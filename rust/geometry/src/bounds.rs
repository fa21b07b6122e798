// This Source Code Form is subject to the terms of the Mozilla Public
// License, v. 2.0. If a copy of the MPL was not distributed with this
// file, You can obtain one at https://mozilla.org/MPL/2.0/.

//! Bounding volumes over flat position buffers

use crate::error::{Error, Result};
use nalgebra::Point3;

/// Axis-aligned bounding box
#[derive(Debug, Clone, Copy, PartialEq)]
pub struct BoundingBox {
    pub min: Point3<f32>,
    pub max: Point3<f32>,
}

impl BoundingBox {
    /// A box containing nothing (`min > max`)
    pub fn empty() -> Self {
        Self {
            min: Point3::new(f32::INFINITY, f32::INFINITY, f32::INFINITY),
            max: Point3::new(f32::NEG_INFINITY, f32::NEG_INFINITY, f32::NEG_INFINITY),
        }
    }

    /// Compute the box of a flat buffer with `item_size` components per
    /// vertex (2 or 3; missing Z is taken as 0).
    pub fn from_positions(positions: &[f32], item_size: usize) -> Self {
        if item_size == 0 || positions.len() < item_size {
            return Self::empty();
        }

        let mut min = Point3::new(f32::MAX, f32::MAX, f32::MAX);
        let mut max = Point3::new(f32::MIN, f32::MIN, f32::MIN);

        positions.chunks_exact(item_size).for_each(|chunk| {
            let x = chunk[0];
            let y = chunk.get(1).copied().unwrap_or(0.0);
            let z = if item_size > 2 { chunk[2] } else { 0.0 };
            min.x = min.x.min(x);
            min.y = min.y.min(y);
            min.z = min.z.min(z);
            max.x = max.x.max(x);
            max.y = max.y.max(y);
            max.z = max.z.max(z);
        });

        Self { min, max }
    }

    #[inline]
    pub fn is_empty(&self) -> bool {
        self.max.x < self.min.x || self.max.y < self.min.y || self.max.z < self.min.z
    }

    #[inline]
    pub fn center(&self) -> Point3<f32> {
        nalgebra::center(&self.min, &self.max)
    }

    /// Planar (XY) area of the box, zero when empty
    pub fn area_2d(&self) -> f32 {
        if self.is_empty() {
            return 0.0;
        }
        (self.max.x - self.min.x) * (self.max.y - self.min.y)
    }
}

impl Default for BoundingBox {
    fn default() -> Self {
        Self::empty()
    }
}

/// Bounding sphere
#[derive(Debug, Clone, Copy, PartialEq)]
pub struct BoundingSphere {
    pub center: Point3<f32>,
    pub radius: f32,
}

impl BoundingSphere {
    /// Zero-radius sphere at the origin, used when there is nothing to bound
    pub fn zero() -> Self {
        Self {
            center: Point3::origin(),
            radius: 0.0,
        }
    }

    /// Sphere centred on the bounding box, with the radius reaching the
    /// farthest vertex.
    ///
    /// Any NaN coordinate yields a NaN radius so the caller can report it.
    pub fn from_positions(positions: &[f32], item_size: usize) -> Self {
        let bbox = BoundingBox::from_positions(positions, item_size);
        // min/max skip NaN, so an all-NaN axis leaves the box looking empty
        if positions.iter().any(|v| v.is_nan()) {
            return Self {
                center: bbox.center(),
                radius: f32::NAN,
            };
        }
        if bbox.is_empty() {
            return Self::zero();
        }

        let center = bbox.center();
        let max_sq = positions
            .chunks_exact(item_size)
            .map(|chunk| {
                let z = if item_size > 2 { chunk[2] } else { 0.0 };
                (Point3::new(chunk[0], chunk[1], z) - center).norm_squared()
            })
            .fold(0.0f32, f32::max);

        Self {
            center,
            radius: max_sq.sqrt(),
        }
    }

    /// Sphere enclosing a planar buffer: centred on its box, radius half the
    /// box diagonal.
    pub fn from_planar_positions(positions: &[f32]) -> Self {
        if positions.len() < 2 {
            return Self::zero();
        }
        let bbox = BoundingBox::from_positions(positions, 2);
        if positions.iter().any(|v| v.is_nan()) {
            return Self {
                center: bbox.center(),
                radius: f32::NAN,
            };
        }
        let width = bbox.max.x - bbox.min.x;
        let height = bbox.max.y - bbox.min.y;
        Self {
            center: Point3::new(bbox.min.x + width / 2.0, bbox.min.y + height / 2.0, 0.0),
            radius: (width * width + height * height).sqrt() / 2.0,
        }
    }

    /// Fails with [`Error::DegenerateGeometry`] when the radius is not a
    /// finite number.
    pub fn validate(&self) -> Result<()> {
        if self.radius.is_finite() {
            Ok(())
        } else {
            Err(Error::DegenerateGeometry { radius: self.radius })
        }
    }
}

impl Default for BoundingSphere {
    fn default() -> Self {
        Self::zero()
    }
}

#[cfg(test)]
mod tests {
    use super::*;
    use approx::assert_relative_eq;

    #[test]
    fn test_box_3d() {
        let bbox = BoundingBox::from_positions(&[0.0, 0.0, 0.0, 2.0, -1.0, 4.0], 3);
        assert_eq!(bbox.min, Point3::new(0.0, -1.0, 0.0));
        assert_eq!(bbox.max, Point3::new(2.0, 0.0, 4.0));
    }

    #[test]
    fn test_box_2d_has_flat_z() {
        let bbox = BoundingBox::from_positions(&[1.0, 2.0, 3.0, 5.0], 2);
        assert_eq!(bbox.min, Point3::new(1.0, 2.0, 0.0));
        assert_eq!(bbox.max, Point3::new(3.0, 5.0, 0.0));
        assert_relative_eq!(bbox.area_2d(), 6.0);
    }

    #[test]
    fn test_empty_box() {
        let bbox = BoundingBox::from_positions(&[], 2);
        assert!(bbox.is_empty());
        assert_relative_eq!(bbox.area_2d(), 0.0);
    }

    #[test]
    fn test_sphere_reaches_farthest_vertex() {
        let sphere = BoundingSphere::from_positions(&[-1.0, 0.0, 0.0, 1.0, 0.0, 0.0, 0.0, 0.5, 0.0], 3);
        assert_relative_eq!(sphere.center.y, 0.25);
        assert_relative_eq!(sphere.radius, (1.0f32 + 0.0625).sqrt());
        assert!(sphere.validate().is_ok());
    }

    #[test]
    fn test_planar_sphere() {
        let sphere = BoundingSphere::from_planar_positions(&[0.0, 0.0, 6.0, 8.0]);
        assert_relative_eq!(sphere.radius, 5.0);
        assert_relative_eq!(sphere.center.x, 3.0);
        assert_relative_eq!(sphere.center.y, 4.0);
    }

    #[test]
    fn test_nan_radius_is_reported() {
        let sphere = BoundingSphere::from_positions(&[0.0, f32::NAN, 0.0], 3);
        assert!(sphere.radius.is_nan());
        assert!(matches!(sphere.validate(), Err(Error::DegenerateGeometry { .. })));
    }

    #[test]
    fn test_nan_on_every_vertex_is_reported() {
        let sphere = BoundingSphere::from_positions(&[0.0, f32::NAN, 0.0, 1.0, f32::NAN, 0.0], 3);
        assert!(sphere.radius.is_nan());
        assert!(sphere.validate().is_err());
    }
}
----
Task item:
The data above, all of it, needs to be output exactly as written.

Task answer:
filename rust/geometry/src/bounds.rs
repository fa21b07b6122e798
// This Source Code Form is subject to the terms of the Mozilla Public
// License, v. 2.0. If a copy of the MPL was not distributed with this
// file, You can obtain one at https://mozilla.org/MPL/2.0/.

//! Bounding volumes over flat position buffers

use crate::error::{Error, Result};
use nalgebra::Point3;

/// Axis-aligned bounding box
#[derive(Debug, Clone, Copy, PartialEq)]
pub struct BoundingBox {
    pub min: Point3<f32>,
    pub max: Point3<f32>,
}

impl BoundingBox {
    /// A box containing nothing (`min > max`)
    pub fn empty() -> Self {
        Self {
            min: Point3::new(f32::INFINITY, f32::INFINITY, f32::INFINITY),
            max: Point3::new(f32::NEG_INFINITY, f32::NEG_INFINITY, f32::NEG_INFINITY),
        }
    }

    /// Compute the box of a flat buffer with `item_size` components per
    /// vertex (2 or 3; missing Z is taken as 0).
    pub fn from_positions(positions: &[f32], item_size: usize) -> Self {
        if item_size == 0 || positions.len() < item_size {
            return Self::empty();
        }

        let mut min = Point3::new(f32::MAX, f32::MAX, f32::MAX);
        let mut max = Point3::new(f32::MIN, f32::MIN, f32::MIN);

        positions.chunks_exact(item_size).for_each(|chunk| {
            let x = chunk[0];
            let y = chunk.get(1).copied().unwrap_or(0.0);
            let z = if item_size > 2 { chunk[2] } else { 0.0 };
            min.x = min.x.min(x);
            min.y = min.y.min(y);
            min.z = min.z.min(z);
            max.x = max.x.max(x);
            max.y = max.y.max(y);
            max.z = max.z.max(z);
        });

        Self { min, max }
    }

    #[inline]
    pub fn is_empty(&self) -> bool {
        self.max.x < self.min.x || self.max.y < self.min.y || self.max.z < self.min.z
    }

    #[inline]
    pub fn center(&self) -> Point3<f32> {
        nalgebra::center(&self.min, &self.max)
    }

    /// Planar (XY) area of the box, zero when empty
    pub fn area_2d(&self) -> f32 {
        if self.is_empty() {
            return 0.0;
        }
        (self.max.x - self.min.x) * (self.max.y - self.min.y)
    }
}

impl Default for BoundingBox {
    fn default() -> Self {
        Self::empty()
    }
}

/// Bounding sphere
#[derive(Debug, Clone, Copy, PartialEq)]
pub struct BoundingSphere {
    pub center: Point3<f32>,
    pub radius: f32,
}

impl BoundingSphere {
    /// Zero-radius sphere at the origin, used when there is nothing to bound
    pub fn zero() -> Self {
        Self {
            center: Point3::origin(),
            radius: 0.0,
        }
    }

    /// Sphere centred on the bounding box, with the radius reaching the
    /// farthest vertex.
    ///
    /// Any NaN coordinate yields a NaN radius so the caller can report it.
    pub fn from_positions(positions: &[f32], item_size: usize) -> Self {
        let bbox = BoundingBox::from_positions(positions, item_size);
        // min/max skip NaN, so an all-NaN axis leaves the box looking empty
        if positions.iter().any(|v| v.is_nan()) {
            return Self {
                center: bbox.center(),
                radius: f32::NAN,
            };
        }
        if bbox.is_empty() {
            return Self::zero();
        }

        let center = bbox.center();
        let max_sq = positions
            .chunks_exact(item_size)
            .map(|chunk| {
                let z = if item_size > 2 { chunk[2] } else { 0.0 };
                (Point3::new(chunk[0], chunk[1], z) - center).norm_squared()
            })
            .fold(0.0f32, f32::max);

        Self {
            center,
            radius: max_sq.sqrt(),
        }
    }

    /// Sphere enclosing a planar buffer: centred on its box, radius half the
    /// box diagonal.
    pub fn from_planar_positions(positions: &[f32]) -> Self {
        if positions.len() < 2 {
            return Self::zero();
        }
        let bbox = BoundingBox::from_positions(positions, 2);
        if positions.iter().any(|v| v.is_nan()) {
            return Self {
                center: bbox.center(),
                radius: f32::NAN,
            };
        }
        let width = bbox.max.x - bbox.min.x;
        let height = bbox.max.y - bbox.min.y;
        Self {
            center: Point3::new(bbox.min.x + width / 2.0, bbox.min.y + height / 2.0, 0.0),
            radius: (width * width + height * height).sqrt() / 2.0,
        }
    }

    /// Fails with [`Error::DegenerateGeometry`] when the radius is not a
    /// finite number.
    pub fn validate(&self) -> Result<()> {
        if self.radius.is_finite() {
            Ok(())
        } else {
            Err(Error::DegenerateGeometry { radius: self.radius })
        }
    }
}

impl Default for BoundingSphere {
    fn default() -> Self {
        Self::zero()
    }
}

#[cfg(test)]
mod tests {
    use super::*;
    use approx::assert_relative_eq;

    #[test]
    fn test_box_3d() {
        let bbox = BoundingBox::from_positions(&[0.0, 0.0, 0.0, 2.0, -1.0, 4.0], 3);
        assert_eq!(bbox.min, Point3::new(0.0, -1.0, 0.0));
        assert_eq!(bbox.max, Point3::new(2.0, 0.0, 4.0));
    }

    #[test]
    fn test_box_2d_has_flat_z() {
        let bbox = BoundingBox::from_positions(&[1.0, 2.0, 3.0, 5.0], 2);
        assert_eq!(bbox.min, Point3::new(1.0, 2.0, 0.0));
        assert_eq!(bbox.max, Point3::new(3.0, 5.0, 0.0));
        assert_relative_eq!(bbox.area_2d(), 6.0);
    }

    #[test]
    fn test_empty_box() {
        let bbox = BoundingBox::from_positions(&[], 2);
        assert!(bbox.is_empty());
        assert_relative_eq!(bbox.area_2d(), 0.0);
    }

    #[test]
    fn test_sphere_reaches_farthest_vertex() {
        let sphere = BoundingSphere::from_positions(&[-1.0, 0.0, 0.0, 1.0, 0.0, 0.0, 0.0, 0.5, 0.0], 3);
        assert_relative_eq!(sphere.center.y, 0.25);
        assert_relative_eq!(sphere.radius, (1.0f32 + 0.0625).sqrt());
        assert!(sphere.validate().is_ok());
    }

    #[test]
    fn test_planar_sphere() {
        let sphere = BoundingSphere::from_planar_positions(&[0.0, 0.0, 6.0, 8.0]);
        assert_relative_eq!(sphere.radius, 5.0);
        assert_relative_eq!(sphere.center.x, 3.0);
        assert_relative_eq!(sphere.center.y, 4.0);
    }

    #[test]
    fn test_nan_radius_is_reported() {
        let sphere = BoundingSphere::from_positions(&[0.0, f32::NAN, 0.0], 3);
        assert!(sphere.radius.is_nan());
        assert!(matches!(sphere.validate(), Err(Error::DegenerateGeometry { .. })));
    }

    #[test]
    fn test_nan_on_every_vertex_is_reported() {
        let sphere = BoundingSphere::from_positions(&[0.0, f32::NAN, 0.0, 1.0, f32::NAN, 0.0], 3);
        assert!(sphere.radius.is_nan());
        assert!(sphere.validate().is_err());
    }
}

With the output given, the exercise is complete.